Exercise goal:
Could you filter the listing for lines with the word "impl" and return them?

———

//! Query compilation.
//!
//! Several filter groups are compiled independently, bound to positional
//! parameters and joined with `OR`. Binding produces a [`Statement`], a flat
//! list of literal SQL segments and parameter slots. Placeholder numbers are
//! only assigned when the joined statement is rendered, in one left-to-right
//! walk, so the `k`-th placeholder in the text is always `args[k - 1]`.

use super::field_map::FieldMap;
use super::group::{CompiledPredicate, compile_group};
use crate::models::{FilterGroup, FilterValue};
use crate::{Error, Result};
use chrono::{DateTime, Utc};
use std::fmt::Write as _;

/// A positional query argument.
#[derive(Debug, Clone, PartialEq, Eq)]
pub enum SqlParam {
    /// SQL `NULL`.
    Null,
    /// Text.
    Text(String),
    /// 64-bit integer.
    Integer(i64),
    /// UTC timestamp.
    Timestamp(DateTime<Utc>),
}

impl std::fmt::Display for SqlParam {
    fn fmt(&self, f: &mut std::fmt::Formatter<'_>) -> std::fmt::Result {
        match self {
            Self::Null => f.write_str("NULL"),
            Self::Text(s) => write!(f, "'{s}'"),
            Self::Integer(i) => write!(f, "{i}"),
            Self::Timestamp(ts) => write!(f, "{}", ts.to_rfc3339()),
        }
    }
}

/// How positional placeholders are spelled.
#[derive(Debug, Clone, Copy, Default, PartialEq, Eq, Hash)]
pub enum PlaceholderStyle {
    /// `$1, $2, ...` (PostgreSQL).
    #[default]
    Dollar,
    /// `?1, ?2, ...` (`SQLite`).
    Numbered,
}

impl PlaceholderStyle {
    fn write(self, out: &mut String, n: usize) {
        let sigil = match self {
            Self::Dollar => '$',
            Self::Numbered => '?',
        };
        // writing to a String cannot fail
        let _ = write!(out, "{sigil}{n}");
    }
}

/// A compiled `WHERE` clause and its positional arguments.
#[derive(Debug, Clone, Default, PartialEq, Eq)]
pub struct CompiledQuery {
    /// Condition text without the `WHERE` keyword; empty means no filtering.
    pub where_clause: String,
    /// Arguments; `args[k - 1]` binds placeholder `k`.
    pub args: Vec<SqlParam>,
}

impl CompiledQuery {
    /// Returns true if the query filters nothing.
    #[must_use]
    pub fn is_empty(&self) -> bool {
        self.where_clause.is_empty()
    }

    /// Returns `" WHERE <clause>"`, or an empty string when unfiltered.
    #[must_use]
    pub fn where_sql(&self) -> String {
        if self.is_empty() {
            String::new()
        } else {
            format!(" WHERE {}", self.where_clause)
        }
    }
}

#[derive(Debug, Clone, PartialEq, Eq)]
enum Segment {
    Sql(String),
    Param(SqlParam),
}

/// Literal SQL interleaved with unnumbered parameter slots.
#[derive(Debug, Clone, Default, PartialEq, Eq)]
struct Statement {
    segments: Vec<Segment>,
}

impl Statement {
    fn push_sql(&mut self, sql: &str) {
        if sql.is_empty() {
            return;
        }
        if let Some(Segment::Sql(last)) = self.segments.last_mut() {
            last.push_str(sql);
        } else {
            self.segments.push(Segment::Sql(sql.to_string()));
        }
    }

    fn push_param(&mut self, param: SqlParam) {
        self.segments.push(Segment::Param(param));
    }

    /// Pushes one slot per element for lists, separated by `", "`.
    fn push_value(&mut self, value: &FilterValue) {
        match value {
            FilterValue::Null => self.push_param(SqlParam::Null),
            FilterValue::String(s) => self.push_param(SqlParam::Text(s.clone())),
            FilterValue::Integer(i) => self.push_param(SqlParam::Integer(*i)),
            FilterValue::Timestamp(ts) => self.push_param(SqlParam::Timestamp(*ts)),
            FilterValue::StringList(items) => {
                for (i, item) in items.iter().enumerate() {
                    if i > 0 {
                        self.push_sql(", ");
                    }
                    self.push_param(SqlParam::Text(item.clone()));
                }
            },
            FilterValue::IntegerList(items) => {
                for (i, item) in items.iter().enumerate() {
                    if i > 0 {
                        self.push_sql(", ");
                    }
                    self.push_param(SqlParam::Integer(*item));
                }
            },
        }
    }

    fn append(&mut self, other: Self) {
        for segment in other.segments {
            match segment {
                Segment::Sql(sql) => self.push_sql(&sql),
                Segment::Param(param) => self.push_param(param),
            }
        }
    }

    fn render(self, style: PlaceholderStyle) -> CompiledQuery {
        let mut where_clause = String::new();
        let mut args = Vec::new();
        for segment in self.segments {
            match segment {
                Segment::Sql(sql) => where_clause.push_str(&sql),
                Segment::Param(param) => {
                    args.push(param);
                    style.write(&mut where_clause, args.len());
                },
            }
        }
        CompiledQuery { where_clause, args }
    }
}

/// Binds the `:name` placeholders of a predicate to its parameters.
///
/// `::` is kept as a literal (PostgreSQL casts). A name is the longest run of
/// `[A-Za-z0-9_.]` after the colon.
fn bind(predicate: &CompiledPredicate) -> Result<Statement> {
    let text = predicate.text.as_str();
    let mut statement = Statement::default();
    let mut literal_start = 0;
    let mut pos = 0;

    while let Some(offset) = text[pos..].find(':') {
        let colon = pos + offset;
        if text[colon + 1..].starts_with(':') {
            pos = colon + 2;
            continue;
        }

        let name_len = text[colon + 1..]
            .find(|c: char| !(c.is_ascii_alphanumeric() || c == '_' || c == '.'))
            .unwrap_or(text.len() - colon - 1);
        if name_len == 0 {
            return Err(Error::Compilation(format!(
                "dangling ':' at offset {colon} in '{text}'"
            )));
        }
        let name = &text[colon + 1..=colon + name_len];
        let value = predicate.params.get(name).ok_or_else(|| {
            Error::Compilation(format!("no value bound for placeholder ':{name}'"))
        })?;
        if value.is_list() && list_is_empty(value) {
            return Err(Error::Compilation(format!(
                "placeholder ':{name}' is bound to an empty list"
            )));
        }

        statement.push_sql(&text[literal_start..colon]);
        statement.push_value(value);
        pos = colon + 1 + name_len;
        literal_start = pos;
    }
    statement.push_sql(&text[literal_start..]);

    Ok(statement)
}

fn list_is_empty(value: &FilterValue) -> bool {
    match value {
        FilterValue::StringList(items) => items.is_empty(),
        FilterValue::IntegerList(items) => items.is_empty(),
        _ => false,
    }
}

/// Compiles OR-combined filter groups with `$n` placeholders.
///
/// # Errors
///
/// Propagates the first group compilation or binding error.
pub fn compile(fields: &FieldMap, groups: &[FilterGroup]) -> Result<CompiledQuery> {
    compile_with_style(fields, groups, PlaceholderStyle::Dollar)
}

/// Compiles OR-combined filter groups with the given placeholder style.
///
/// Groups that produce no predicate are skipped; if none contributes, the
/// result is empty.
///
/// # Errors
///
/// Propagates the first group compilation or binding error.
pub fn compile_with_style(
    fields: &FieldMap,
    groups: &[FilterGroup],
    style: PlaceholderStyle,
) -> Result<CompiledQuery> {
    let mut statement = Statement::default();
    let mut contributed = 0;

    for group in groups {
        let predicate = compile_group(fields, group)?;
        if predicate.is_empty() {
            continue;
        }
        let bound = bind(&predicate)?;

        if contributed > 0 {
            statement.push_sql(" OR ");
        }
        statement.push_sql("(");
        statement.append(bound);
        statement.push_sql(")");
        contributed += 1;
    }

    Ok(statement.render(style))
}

———

Exercise solution:
impl std::fmt::Display for SqlParam {
impl PlaceholderStyle {
impl CompiledQuery {
impl Statement {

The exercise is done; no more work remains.